Ten questions for Colin Stanley, on the genesis of his Paupers’ Press, collecting CW, and taking on the large task of the Wilson bibliography. Thanks to Colin for answering the questions.
1. Colin, your “aptly named” Paupers’ Press imprint has produced a lot of interesting titles but you’re best known as Colin Wilson’s bibliographer. How did you first get interested in Wilson’s work?
• Aptly named indeed!
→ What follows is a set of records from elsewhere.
pub mod dispatcher;
pub mod mailer;
pub mod types;

pub use dispatcher::*;
pub use mailer::*;
pub use types::*;
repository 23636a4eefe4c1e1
pub mod controller;
pub mod routes;
pub mod schema;

pub use routes::profile_routes;
//! Task lifecycle jobs.
//!
//! Each job is a function of the datastore and `now`. A job runs in one
//! transaction: either every selected task transitions or none does. Emails
//! are queued only after the commit, so a rolled back batch sends nothing.
//! Every update re-checks the status filter, which makes reruns and races
//! with user requests harmless.

use chrono::{DateTime, Utc};
use sqlx::FromRow;

use crate::config::DbPool;
use crate::services::notification::{Email, NotificationDispatcher};

#[derive(Debug, FromRow)]
struct DueTask {
    id: i64,
    description: String,
    email: String,
}

/// `pending` tasks that are incomplete past their deadline become `expired`.
pub async fn expire_overdue_tasks(
    db: &DbPool,
    notifier: &NotificationDispatcher,
    now: DateTime<Utc>,
) -> Result<u64, sqlx::Error> {
    let mut tx = db.begin().await?;

    let due = sqlx::query_as::<_, DueTask>(
        r#"
        SELECT t.id, t.description, u.email
        FROM tasks t
        JOIN users u ON u.id = t.user_id
        WHERE t.deadline < ? AND t.complete = FALSE AND t.status = 'pending'
        ORDER BY t.id
        "#,
    )
    .bind(now)
    .fetch_all(&mut *tx)
    .await?;

    let mut outbox = Vec::with_capacity(due.len());
    for task in due {
        let result = sqlx::query(
            r#"
            UPDATE tasks SET status = 'expired', updated_at = ?
            WHERE id = ? AND complete = FALSE AND status = 'pending'
            "#,
        )
        .bind(now)
        .bind(task.id)
        .execute(&mut *tx)
        .await?;

        if result.rows_affected() > 0 {
            outbox.push(Email::deadline_missed(&task.email, task.id, &task.description));
        }
    }

    tx.commit().await?;

    let transitioned = outbox.len() as u64;
    for email in outbox {
        notifier.enqueue(email);
    }
    Ok(transitioned)
}

/// Completed `pending` (or status-less) tasks still inside their deadline become `accomplished`.
pub async fn mark_accomplished_tasks(
    db: &DbPool,
    notifier: &NotificationDispatcher,
    now: DateTime<Utc>,
) -> Result<u64, sqlx::Error> {
    let mut tx = db.begin().await?;

    let due = sqlx::query_as::<_, DueTask>(
        r#"
        SELECT t.id, t.description, u.email
        FROM tasks t
        JOIN users u ON u.id = t.user_id
        WHERE t.deadline > ? AND t.complete = TRUE
          AND (t.status IS NULL OR t.status = 'pending')
        ORDER BY t.id
        "#,
    )
    .bind(now)
    .fetch_all(&mut *tx)
    .await?;

    let mut outbox = Vec::with_capacity(due.len());
    for task in due {
        let result = sqlx::query(
            r#"
            UPDATE tasks SET status = 'accomplished', updated_at = ?
            WHERE id = ? AND complete = TRUE AND (status IS NULL OR status = 'pending')
            "#,
        )
        .bind(now)
        .bind(task.id)
        .execute(&mut *tx)
        .await?;

        if result.rows_affected() > 0 {
            outbox.push(Email::task_accomplished(&task.email, task.id, &task.description));
        }
    }

    tx.commit().await?;

    let transitioned = outbox.len() as u64;
    for email in outbox {
        notifier.enqueue(email);
    }
    Ok(transitioned)
}
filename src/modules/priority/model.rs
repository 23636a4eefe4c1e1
use chrono::{DateTime, Utc};
use serde::Serialize;
use sqlx::FromRow;

#[derive(Debug, Clone, FromRow, Serialize)]
pub struct Priority {
    pub id: i64,
    pub user_id: i64,
    pub essentials: f64,
    pub extras: f64,
    pub income: f64,
    pub verdict: String,
    pub message: String,
    pub detail: String,
    pub created_at: DateTime<Utc>,
}
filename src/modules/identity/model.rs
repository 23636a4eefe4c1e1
use chrono::{DateTime, Utc};
use serde::Serialize;
use sqlx::FromRow;

// =============================================================================
// MATHEMATICIAN
// =============================================================================

#[derive(Debug, Clone, FromRow, Serialize)]
pub struct Mathematician {
    pub id: i64,
    pub name: String,
    #[serde(skip_serializing)]
    pub secret_hash: String,
    pub created_at: DateTime<Utc>,
}

// =============================================================================
// DEVELOPER
// =============================================================================

#[derive(Debug, Clone, FromRow, Serialize)]
pub struct Developer {
    pub id: i64,
    pub name: String,
    #[serde(skip_serializing)]
    pub code_hash: String,
    pub created_at: DateTime<Utc>,
}
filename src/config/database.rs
use std::str::FromStr;

use sqlx::sqlite::{SqliteConnectOptions, SqlitePoolOptions};
use sqlx::{Pool, Sqlite};

pub type DbPool = Pool<Sqlite>;

pub async fn init_db(database_url: &str) -> Result<DbPool, sqlx::Error> {
    let options = SqliteConnectOptions::from_str(database_url)?
        .create_if_missing(true)
        .foreign_keys(true);

    let pool = SqlitePoolOptions::new()
        .max_connections(10)
        .connect_with(options)
        .await?;

    sqlx::migrate!("./migrations").run(&pool).await?;

    Ok(pool)
}
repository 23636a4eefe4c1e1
use axum::{routing::get, Router};
use std::sync::Arc;

use super::controller;
use crate::AppState;

pub fn blog_routes() -> Router<Arc<AppState>> {
    Router::new()
        .route(
            "/",
            get(controller::list_blogs)
                .post(controller::create_blog)
                .delete(controller::delete_all_blogs),
        )
        .route("/search", get(controller::search_blogs))
        .route("/discover", get(controller::discover_blogs))
        .route(
            "/{id}",
            get(controller::get_blog)
                .patch(controller::update_blog)
                .delete(controller::delete_blog),
        )
}
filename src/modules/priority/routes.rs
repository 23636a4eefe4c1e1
use axum::{routing::get, Router};
use std::sync::Arc;

use super::controller;
use crate::AppState;

pub fn priority_routes() -> Router<Arc<AppState>> {
    Router::new()
        .route(
            "/",
            get(controller::list_priorities)
                .post(controller::create_priority)
                .delete(controller::delete_all_priorities),
        )
        .route("/search", get(controller::search_priorities))
        .route(
            "/{id}",
            get(controller::get_priority).delete(controller::delete_priority),
        )
}
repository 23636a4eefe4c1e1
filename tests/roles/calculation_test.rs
use axum::http::StatusCode;
use serde_json::{json, Value};

use crate::common::TestContext;

#[tokio::test]
async fn add_folds_operands_and_persists_normalised_input() {
    let ctx = TestContext::new().await;
    let token = ctx.mathematician_token("euclid").await;

    let response = ctx
        .server
        .post("/calculations")
        .authorization_bearer(&token)
        .json(&json!({ "operation": "add", "numbers": "1, 2,3" }))
        .await;

    response.assert_status(StatusCode::CREATED);
    let body: Value = response.json();
    assert_eq!(body["data"]["result"], 6.0);
    assert_eq!(body["data"]["operation"], "add");
    assert_eq!(body["data"]["numbers"], "1,2,3");
}

#[tokio::test]
async fn division_by_zero_is_rejected_and_not_stored() {
    let ctx = TestContext::new().await;
    let token = ctx.mathematician_token("euclid").await;

    let response = ctx
        .server
        .post("/calculations")
        .authorization_bearer(&token)
        .json(&json!({ "operation": "divide", "numbers": "10,0" }))
        .await;
    response.assert_status(StatusCode::BAD_REQUEST);

    let (rows,): (i64,) = sqlx::query_as("SELECT COUNT(*) FROM calculations")
        .fetch_one(&ctx.db)
        .await
        .unwrap();
    assert_eq!(rows, 0);
}

#[tokio::test]
async fn unsupported_operation_and_bad_operand_are_rejected() {
    let ctx = TestContext::new().await;
    let token = ctx.mathematician_token("euclid").await;

    ctx.server
        .post("/calculations")
        .authorization_bearer(&token)
        .json(&json!({ "operation": "modulo", "numbers": "1,2" }))
        .await
        .assert_status(StatusCode::BAD_REQUEST);
    ctx.server
        .post("/calculations")
        .authorization_bearer(&token)
        .json(&json!({ "operation": "add", "numbers": "1,two" }))
        .await
        .assert_status(StatusCode::BAD_REQUEST);
}

#[tokio::test]
async fn search_recent_and_delete() {
    let ctx = TestContext::new().await;
    let token = ctx.mathematician_token("euclid").await;
    for (operation, numbers) in [("add", "1,1"), ("times", "2,3"), ("add", "5,5"), ("sqrt", "16")] {
        ctx.server
            .post("/calculations")
            .authorization_bearer(&token)
            .json(&json!({ "operation": operation, "numbers": numbers }))
            .await
            .assert_status(StatusCode::CREATED);
    }

    let adds: Value = ctx
        .server
        .get("/calculations/search?operation=add")
        .authorization_bearer(&token)
        .await
        .json();
    assert_eq!(adds["data"]["pagination"]["total"], 2);

    let recent: Value = ctx
        .server
        .get("/calculations/recent")
        .authorization_bearer(&token)
        .await
        .json();
    let recent = recent["data"].as_array().unwrap();
    assert_eq!(recent.len(), 4);
    assert_eq!(recent[0]["operation"], "sqrt");
    assert_eq!(recent[0]["result"], 4.0);

    let id = recent[0]["id"].as_i64().unwrap();
    let deleted: Value = ctx
        .server
        .delete(&format!("/calculations/{}", id))
        .authorization_bearer(&token)
        .await
        .json();
    assert_eq!(deleted["status"], "success");

    let wiped: Value = ctx
        .server
        .delete("/calculations")
        .authorization_bearer(&token)
        .await
        .json();
    assert_eq!(wiped["data"], 3);
}

#[tokio::test]
async fn calculations_are_scoped_to_their_mathematician() {
    let ctx = TestContext::new().await;
    let euclid = ctx.mathematician_token("euclid").await;
    let gauss = ctx.mathematician_token("gauss").await;
    let body: Value = ctx
        .server
        .post("/calculations")
        .authorization_bearer(&euclid)
        .json(&json!({ "operation": "minus", "numbers": "10,4" }))
        .await
        .json();
    assert_eq!(body["data"]["result"], 6.0);
    let id = body["data"]["id"].as_i64().unwrap();

    let other: Value = ctx
        .server
        .get(&format!("/calculations/{}", id))
        .authorization_bearer(&gauss)
        .await
        .json();
    assert_eq!(other["status"], "failure");
}
pub mod controller;
pub mod crud;
pub mod model;
pub mod routes;
pub mod schema;

pub use routes::blog_routes;
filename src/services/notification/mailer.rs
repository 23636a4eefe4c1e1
use async_trait::async_trait;
use reqwest::Client;
use serde_json::{json, Value};
use std::time::Duration;

use super::types::{Email, MailError};

const SENDGRID_ENDPOINT: &str = "https://api.sendgrid.com/v3/mail/send";

/// Delivers one email and reports the provider's status code
#[async_trait]
pub trait Mailer: Send + Sync {
    async fn send(&self, email: &Email) -> Result<u16, MailError>;
}

/// SendGrid v3 mail-send client
pub struct SendGridMailer {
    client: Client,
    api_key: String,
    sender: String,
    endpoint: String,
}

impl SendGridMailer {
    pub fn new(api_key: String, sender: String) -> Self {
        let client = Client::builder()
            .timeout(Duration::from_secs(10))
            .build()
            .unwrap_or_default();

        Self {
            client,
            api_key,
            sender,
            endpoint: SENDGRID_ENDPOINT.to_string(),
        }
    }

    pub fn with_endpoint(mut self, endpoint: impl Into<String>) -> Self {
        self.endpoint = endpoint.into();
        self
    }

    fn payload(&self, email: &Email) -> Value {
        json!({
            "personalizations": [{
                "to": [{ "email": email.to }],
                "subject": email.subject,
            }],
            "from": { "email": self.sender },
            "content": [{ "type": "text/plain", "value": email.body }],
        })
    }
}

#[async_trait]
impl Mailer for SendGridMailer {
    async fn send(&self, email: &Email) -> Result<u16, MailError> {
        let response = self
            .client
            .post(&self.endpoint)
            .bearer_auth(&self.api_key)
            .json(&self.payload(email))
            .send()
            .await?;

        let status = response.status();
        if status.is_success() {
            Ok(status.as_u16())
        } else {
            Err(MailError::Rejected(status.as_u16()))
        }
    }
}

/// Used when no provider is configured; records the message in the log only.
pub struct LogMailer;

#[async_trait]
impl Mailer for LogMailer {
    async fn send(&self, email: &Email) -> Result<u16, MailError> {
        tracing::info!(to = %email.to, subject = %email.subject, "email delivery skipped (no provider)");
        Ok(202)
    }
}
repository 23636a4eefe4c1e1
pub mod controller;
pub mod crud;
pub mod model;
pub mod routes;
pub mod schema;

pub use routes::{developer_routes, mathematician_routes};
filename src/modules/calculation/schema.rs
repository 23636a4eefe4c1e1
use serde::Deserialize;

#[derive(Debug, Deserialize)]
pub struct CalculateRequest {
    pub operation: String,
    pub numbers: String,
}

#[derive(Debug, Default, Deserialize)]
pub struct CalculationSearch {
    #[serde(default)]
    pub operation: String,
}
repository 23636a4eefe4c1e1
pub mod schema;

pub use schema::*;
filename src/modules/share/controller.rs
use axum::{
    extract::{Path, Query, State},
    http::StatusCode,
    Json,
};
use std::sync::Arc;
use validator::Validate;

use super::crud::ShareCrud;
use super::model::{Share, ShareKind};
use super::schema::CreateShareRequest;
use crate::error::AppResult;
use crate::modules::common::{ApiResponse, PageQuery, Paginated};
use crate::services::guard::AuthUser;
use crate::AppState;

const NOT_FOUND: &str = "share not found";

// =============================================================================
// POST /shares
// =============================================================================

pub async fn create_share(
    State(state): State<Arc<AppState>>,
    user: AuthUser,
    Json(req): Json<CreateShareRequest>,
) -> AppResult<(StatusCode, Json<ApiResponse<Share>>)> {
    req.validate()?;
    let kind = req.kind.as_deref().map(str::parse::<ShareKind>).transpose()?;

    match ShareCrud::new(state.db.clone())
        .create(user.user_id, req.blog_id, req.content.trim(), kind)
        .await?
    {
        Some(share) => Ok((StatusCode::CREATED, Json(ApiResponse::success("blog shared", share)))),
        None => Ok((StatusCode::OK, Json(ApiResponse::failure("blog not found")))),
    }
}

// =============================================================================
// GET /shares
// =============================================================================

pub async fn list_shares(
    State(state): State<Arc<AppState>>,
    user: AuthUser,
    Query(page): Query<PageQuery>,
) -> AppResult<Json<ApiResponse<Paginated<Share>>>> {
    let shares = ShareCrud::new(state.db.clone())
        .list(user.user_id, page.checked()?)
        .await?;
    Ok(Json(ApiResponse::success("shares retrieved", shares)))
}

// =============================================================================
// GET /shares/{id}
// =============================================================================

pub async fn get_share(
    State(state): State<Arc<AppState>>,
    user: AuthUser,
    Path(id): Path<i64>,
) -> AppResult<Json<ApiResponse<Share>>> {
    let response = match ShareCrud::new(state.db.clone()).find(user.user_id, id).await? {
        Some(share) => ApiResponse::success("share retrieved", share),
        None => ApiResponse::failure(NOT_FOUND),
    };
    Ok(Json(response))
}

// =============================================================================
// DELETE /shares/{id}
// =============================================================================

pub async fn delete_share(
    State(state): State<Arc<AppState>>,
    user: AuthUser,
    Path(id): Path<i64>,
) -> AppResult<Json<ApiResponse<()>>> {
    let response = if ShareCrud::new(state.db.clone()).delete(user.user_id, id).await? {
        ApiResponse::done("share deleted")
    } else {
        ApiResponse::failure(NOT_FOUND)
    };
    Ok(Json(response))
}

// =============================================================================
// DELETE /shares
// =============================================================================

pub async fn delete_all_shares(
    State(state): State<Arc<AppState>>,
    user: AuthUser,
) -> AppResult<Json<ApiResponse<u64>>> {
    let deleted = ShareCrud::new(state.db.clone()).delete_all(user.user_id).await?;
    Ok(Json(ApiResponse::success("shares deleted", deleted)))
}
Paupers’ has been in existence since 1983 and hasn’t made a penny. Any profits are immediately ploughed back into producing more titles (some more commercially successful than others). Basically, if I find the subject of a manuscript interesting I will publish it. Sometimes this risk pays off as with the titles I have published by Bernie C. Byrnes on Ian McEwan’s work. The first, Sex and Sexuality in Ian McEwan’s Work, appeared in 1995 since when McEwan studies have taken off. Her series of books and booklets on his work now outsell even the Colin Wilson titles I produce.
I discovered Colin’s work by accident (as I describe in my essay ‘The Reluctant Librarian’ reprinted in CW Study #2) idly spinning a rack of paperbacks in an Exeter bookshop in 1970. I was confronted by Ritual In the Dark and never looked back! I’ve re-read it several times since and still consider it to be an important post-war British novel; unjustly ignored by the English literary establishment. This was not the case on the Continent, however, where it was highly praised when published in French translation by Gallimard in 1962.
2. Despite all the usual cheap shots in the press, Wilson is read widely, and enjoyed by many. Were you initially aware of his critical ‘reputation’? I only ask as I wasn’t at first, and it seems like his most responsive readers come to the work without any preconceptions.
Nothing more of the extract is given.